7) Quando Manoel mata o fazendeiro latifundiário por causa da exploração, o tom retumbante toma conta do filme com um ritmo de cavalgada que lembra John Ford. Os capangas do fazendeiro investem contra a modesta morada de Manoel, matando sua mãe. O clima é alucinante, com ritmo rápido, envolvente. O cinema se faz pleno. Deus e o Diabo na terra do Sol, 1964, de Glauber Rocha.
8) Carl Theodor Dreyer, cineasta dinamarquês, faz um cinema que tem um extraordinário poder de convencimento. O poder de sua arte leva a um poder de verdade nas suas imagens em movimento. A sequência é de uma obra-prima de sua filmografia. O cenário, de um branco que resplandece, comporta o caixão de uma mulher que, morta quando dava à luz, é o centro das atenções. De repente, pela força do verbo de um irmão, que pede à Deus que a faça retornar à vida, ela acorda do sono profundo e ressuscita. Assim dita, não se pode ter uma idéia nem de longe da beleza deste momento, um dos maiores do cinema em todos os tempos. A palavra (Ordet, 1941), de Carl T. Dreyer.
9) James Cagney é um executivo da Coca-Cola na Berlim de 1961, empresário carreirista e sempre disposto a agradar o chefe nos Estados Unidos. Este lhe pede o favor de hospedar a sua filha (Pámela Tiffin) que está a fazer um tour pela Europa e pretende ficar um tempo na Alemanha. A mulher, porém, vem a se apaixonar por um berlinense oriental, comunista, o que contraria e deixa preocupado Cagney. É o ponto de virada dessa comédia genial. O final, no entanto, é o que interessa aqui. No aeroporto, com a resolução do conflito, Cagney convida a sua família para mostrar uma máquina que tira as cocas-colas em lata. O último plano o apresenta a tirar, um a um (daí o título original: one, two, three), os refrigerantes, mas, de repente, toma um susto quando verifica que veio um errado e de empresa concorrente: Crush. Cupido não tem bandeira(One, two, three, 1961), de Billy Wilder.
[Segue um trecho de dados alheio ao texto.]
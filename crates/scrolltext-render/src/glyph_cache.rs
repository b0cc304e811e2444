#![forbid(unsafe_code)]

//! Per-codepoint glyph bitmap cache for the active face.
//!
//! Bitmaps live in an insertion-ordered arena with a codepoint → index map on
//! the side, so each codepoint is rasterized at most once per face. The cache
//! is unbounded: entries are only dropped all at once, when the face they were
//! rasterized for is replaced or the context shuts down.

use rustc_hash::FxHashMap;
use tracing::{debug, trace};

use crate::engine::{FontEngine, RasterGlyph};
use crate::error::{RenderError, Result};
use crate::face::FaceManager;

/// One rasterized character. Immutable once created.
#[derive(Debug, Clone, PartialEq, Eq)]
pub struct GlyphBitmap {
    codepoint: char,
    width: usize,
    rows: usize,
    pitch: usize,
    left: i32,
    top: i32,
    advance: i32,
    buffer: Vec<u8>,
}

impl GlyphBitmap {
    /// Take ownership of an engine raster, copying `pitch * rows` coverage
    /// bytes into a freshly allocated buffer.
    ///
    /// Bottom-up bitmaps (negative pitch) are not supported.
    pub fn from_raster(codepoint: char, raster: &RasterGlyph) -> Result<Self> {
        if raster.pitch < 0 {
            return Err(RenderError::UnsupportedFormat(format!(
                "negative pitch {} for U+{:04X}",
                raster.pitch, codepoint as u32
            )));
        }
        let (Ok(width), Ok(rows)) = (usize::try_from(raster.width), usize::try_from(raster.rows))
        else {
            return Err(RenderError::Resource(format!(
                "invalid bitmap size {}x{} for U+{:04X}",
                raster.width, raster.rows, codepoint as u32
            )));
        };
        let pitch = raster.pitch as usize;
        if rows > 0 && width > pitch {
            return Err(RenderError::Resource(format!(
                "pitch {pitch} narrower than width {width} for U+{:04X}",
                codepoint as u32
            )));
        }

        let len = pitch
            .checked_mul(rows)
            .ok_or(RenderError::Memory { bytes: usize::MAX })?;
        let src = raster.buffer.get(..len).ok_or_else(|| {
            RenderError::Resource(format!(
                "coverage buffer holds {} of {len} bytes for U+{:04X}",
                raster.buffer.len(),
                codepoint as u32
            ))
        })?;

        let mut buffer = Vec::new();
        buffer
            .try_reserve_exact(len)
            .map_err(|_| RenderError::Memory { bytes: len })?;
        buffer.extend_from_slice(src);

        Ok(Self {
            codepoint,
            width,
            rows,
            pitch,
            left: raster.left,
            top: raster.top,
            advance: raster.advance,
            buffer,
        })
    }

    #[must_use]
    pub fn codepoint(&self) -> char {
        self.codepoint
    }

    #[must_use]
    pub fn width(&self) -> usize {
        self.width
    }

    #[must_use]
    pub fn rows(&self) -> usize {
        self.rows
    }

    /// Bytes per bitmap row; may exceed `width` due to alignment.
    #[must_use]
    pub fn pitch(&self) -> usize {
        self.pitch
    }

    #[must_use]
    pub fn left(&self) -> i32 {
        self.left
    }

    #[must_use]
    pub fn top(&self) -> i32 {
        self.top
    }

    #[must_use]
    pub fn advance(&self) -> i32 {
        self.advance
    }

    #[must_use]
    pub fn buffer(&self) -> &[u8] {
        &self.buffer
    }

    /// Coverage bytes of row `y`, excluding pitch padding.
    #[must_use]
    pub fn row(&self, y: usize) -> &[u8] {
        let start = y * self.pitch;
        &self.buffer[start..start + self.width]
    }
}

#[derive(Debug, Clone, Copy, PartialEq, Eq, Default)]
pub struct GlyphCacheStats {
    pub hits: u64,
    pub misses: u64,
    pub bytes_cached: u64,
}

/// Unbounded glyph cache bound to one face generation at a time.
#[derive(Debug, Default)]
pub struct GlyphCache {
    generation: Option<u64>,
    // Arena in encounter order.
    glyphs: Vec<GlyphBitmap>,
    // Codepoint -> arena index.
    index: FxHashMap<char, usize>,
    stats: GlyphCacheStats,
}

impl GlyphCache {
    #[must_use]
    pub fn new() -> Self {
        Self::default()
    }

    /// Return the bitmap for `ch`, rasterizing it through the active face on
    /// a miss.
    ///
    /// If the active face differs from the one the cache was filled for, all
    /// entries are dropped first. A negative-pitch raster is rejected and not
    /// cached.
    pub fn get<E: FontEngine>(
        &mut self,
        faces: &mut FaceManager<E>,
        ch: char,
    ) -> Result<&GlyphBitmap> {
        let generation = faces.generation().ok_or(RenderError::NoFace)?;
        if self.generation != Some(generation) {
            if !self.glyphs.is_empty() {
                debug!(
                    dropped = self.glyphs.len(),
                    "face changed, invalidating glyph cache"
                );
            }
            self.clear();
            self.generation = Some(generation);
        }

        if let Some(&idx) = self.index.get(&ch) {
            self.stats.hits += 1;
            return Ok(&self.glyphs[idx]);
        }

        self.stats.misses += 1;
        let raster = faces.rasterize(ch)?;
        let bitmap = GlyphBitmap::from_raster(ch, &raster)?;
        trace!(
            codepoint = ch as u32,
            width = bitmap.width,
            rows = bitmap.rows,
            advance = bitmap.advance,
            "glyph cached"
        );

        let idx = self.glyphs.len();
        self.stats.bytes_cached += bitmap.buffer.len() as u64;
        self.glyphs.push(bitmap);
        self.index.insert(ch, idx);
        Ok(&self.glyphs[idx])
    }

    /// Drop every entry. Statistics are kept.
    pub fn clear(&mut self) {
        self.glyphs.clear();
        self.index.clear();
        self.generation = None;
        self.stats.bytes_cached = 0;
    }

    #[must_use]
    pub fn len(&self) -> usize {
        self.glyphs.len()
    }

    #[must_use]
    pub fn is_empty(&self) -> bool {
        self.glyphs.is_empty()
    }

    #[must_use]
    pub fn contains(&self, ch: char) -> bool {
        self.index.contains_key(&ch)
    }

    /// Cached bitmaps in the order they were first requested.
    pub fn iter(&self) -> impl Iterator<Item = &GlyphBitmap> {
        self.glyphs.iter()
    }

    #[must_use]
    pub fn stats(&self) -> GlyphCacheStats {
        self.stats
    }
}
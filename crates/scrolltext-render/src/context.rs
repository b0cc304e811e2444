#![forbid(unsafe_code)]

//! The rendering context: one face, its glyph cache, the target surface, and
//! the scrolling viewport, mutated only through the operations below.

use std::fmt;
use std::path::Path;

use tracing::{debug, debug_span, info};

use crate::blit::Blitter;
use crate::engine::FontEngine;
use crate::error::{RenderError, Result};
use crate::face::{Face, FaceManager};
use crate::glyph_cache::GlyphCache;
use crate::layout::compute_lines;
use crate::surface::{PixelFormat, PixelSurface};
use crate::viewport::{AppendPlan, ViewportState};

/// Result of [`RenderContext::append_block`].
#[derive(Debug, Clone, Copy, PartialEq, Eq)]
pub enum AppendOutcome {
    /// The block was drawn with its top at row `y` after scrolling out
    /// `discarded` old lines.
    Appended {
        lines: usize,
        y: usize,
        discarded: usize,
    },
    /// The block needs more lines than the viewport has and was skipped.
    Dropped { lines: usize },
}

pub struct RenderContext<E: FontEngine> {
    faces: FaceManager<E>,
    cache: GlyphCache,
    surface: PixelSurface,
    viewport: ViewportState,
    blitter: Blitter,
    margin: usize,
    line_gap: i32,
}

impl<E: FontEngine> fmt::Debug for RenderContext<E> {
    fn fmt(&self, f: &mut fmt::Formatter<'_>) -> fmt::Result {
        f.debug_struct("RenderContext")
            .field("faces", &self.faces)
            .field("cached_glyphs", &self.cache.len())
            .field("surface", &(self.surface.width(), self.surface.height()))
            .field("viewport", &self.viewport)
            .field("margin", &self.margin)
            .field("line_gap", &self.line_gap)
            .finish()
    }
}

impl<E: FontEngine> RenderContext<E> {
    /// Context drawing into `surface`, with no face, no margin, and no line
    /// gap. Until a face is loaded the viewport has no capacity.
    pub fn new(engine: E, surface: PixelSurface) -> Self {
        let mut ctx = Self {
            faces: FaceManager::new(engine),
            cache: GlyphCache::new(),
            surface,
            viewport: ViewportState::default(),
            blitter: Blitter,
            margin: 0,
            line_gap: 0,
        };
        ctx.rederive_viewport();
        ctx
    }

    /// Load the active face. Cached glyphs of the previous face are dropped
    /// and the viewport is re-derived for the new line height.
    pub fn load_face(
        &mut self,
        path: impl AsRef<Path>,
        point_size: u32,
        dpi: u32,
    ) -> Result<&Face<E::Face>> {
        self.cache.clear();
        let loaded = self.faces.load(path, point_size, dpi).map(|_| ());
        self.rederive_viewport();
        loaded?;
        self.faces.face().ok_or(RenderError::NoFace)
    }

    /// Set the top/bottom margin of the text area and the extra gap between
    /// viewport slots. Lines inside one block stay one line height apart.
    /// Existing content is forgotten by the viewport.
    pub fn configure_viewport(&mut self, margin: usize, line_gap: i32) {
        self.margin = margin;
        self.line_gap = line_gap;
        self.rederive_viewport();
    }

    /// Replace the surface with a zeroed one of the given geometry.
    pub fn resize_surface(
        &mut self,
        width: usize,
        height: usize,
        stride: usize,
        format: PixelFormat,
    ) -> Result<()> {
        self.surface = PixelSurface::new(width, height, stride, format)?;
        info!(width, height, stride, ?format, "surface resized");
        self.rederive_viewport();
        Ok(())
    }

    /// Lines `text` would need at `target_width`.
    pub fn compute_lines(
        &mut self,
        text: &[u8],
        target_width: i32,
        wrap_allowed: bool,
    ) -> Result<usize> {
        compute_lines(
            &mut self.faces,
            &mut self.cache,
            text,
            target_width,
            wrap_allowed,
        )
    }

    /// Draw `text` at an arbitrary position, bypassing the viewport.
    pub fn render(
        &mut self,
        text: &[u8],
        origin_x: i32,
        origin_y: i32,
        max_width: i32,
    ) -> Result<usize> {
        self.blitter.render(
            &mut self.faces,
            &mut self.cache,
            &mut self.surface,
            text,
            origin_x,
            origin_y,
            max_width,
        )
    }

    /// Append `text` below the viewport's content, scrolling if needed.
    ///
    /// Lines are counted before anything is drawn, so layout errors leave the
    /// surface untouched.
    pub fn append_block(
        &mut self,
        text: &[u8],
        origin_x: i32,
        width: i32,
    ) -> Result<AppendOutcome> {
        let _span = debug_span!("append_block", bytes = text.len()).entered();
        let lines = self.compute_lines(text, width, true)?;

        let plan = self.viewport.prepare(lines, &mut self.surface);
        let (y, discarded) = match plan {
            AppendPlan::Fits { y } => (y, 0),
            AppendPlan::Scrolled { y, discarded } => (y, discarded),
            AppendPlan::Dropped => return Ok(AppendOutcome::Dropped { lines }),
        };

        let origin_y = i32::try_from(y).unwrap_or(i32::MAX);
        self.render(text, origin_x, origin_y, width)?;
        self.viewport.commit(lines);
        debug!(
            lines,
            y,
            discarded,
            occupied = self.viewport.occupied(),
            "block appended"
        );
        Ok(AppendOutcome::Appended { lines, y, discarded })
    }

    /// Drop every cached glyph and close the face.
    pub fn shutdown(&mut self) {
        let glyphs = self.cache.len();
        self.cache.clear();
        self.faces.close();
        self.viewport.reset();
        info!(glyphs, "render context shut down");
    }

    pub fn max_string_width(&self, text: &[u8]) -> Result<i32> {
        self.faces.max_string_width(text)
    }

    #[must_use]
    pub fn line_height(&self) -> i32 {
        self.faces.line_height()
    }

    /// Height of one viewport slot: line height plus the configured gap.
    #[must_use]
    pub fn line_pitch(&self) -> i32 {
        self.line_height().saturating_add(self.line_gap)
    }

    #[must_use]
    pub fn faces(&self) -> &FaceManager<E> {
        &self.faces
    }

    #[must_use]
    pub fn cache(&self) -> &GlyphCache {
        &self.cache
    }

    #[must_use]
    pub fn surface(&self) -> &PixelSurface {
        &self.surface
    }

    pub fn surface_mut(&mut self) -> &mut PixelSurface {
        &mut self.surface
    }

    #[must_use]
    pub fn viewport(&self) -> &ViewportState {
        &self.viewport
    }

    fn rederive_viewport(&mut self) {
        // Pitch only counts once a face gives lines a height.
        let pitch = if self.faces.face().is_some() {
            usize::try_from(self.line_pitch()).unwrap_or(0)
        } else {
            0
        };
        self.viewport = ViewportState::new(self.surface.height(), pitch, self.margin);
    }
}
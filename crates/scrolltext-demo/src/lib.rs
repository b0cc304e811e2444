#![forbid(unsafe_code)]

//! Headless scrolltext demo.
//!
//! Feeds English numerals through a [`scrolltext_runtime::Viewer`] backed by a
//! [`scrolltext_runtime::HeadlessPresenter`], then exports the last presented
//! frame as a PPM image and the run as a JSON [`run::RunSummary`].

pub mod cli;
pub mod run;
10) Ethan (John Wayne), soldado sulista derrotado na Guerra de Secessão, parte, com um parente meio índio (Jeffrey Hunter) para encontrar a sobrinha raptada pelos índios após ataque que destruiu a casa de seus pais. A perseguição demora mais de dez anos e quando, finalmente ela é encontrada, ele a traz de volta para seus familiares. Todos entram, felizes, em casa. A câmera, dentro desta, observa Ethan na porta que recua, sem entrar, e sai a andar numa reflexão acerca da solidão extrema do herói cumprida a sua missão.Rastros de ódio (The seachers, 1956), de John Ford.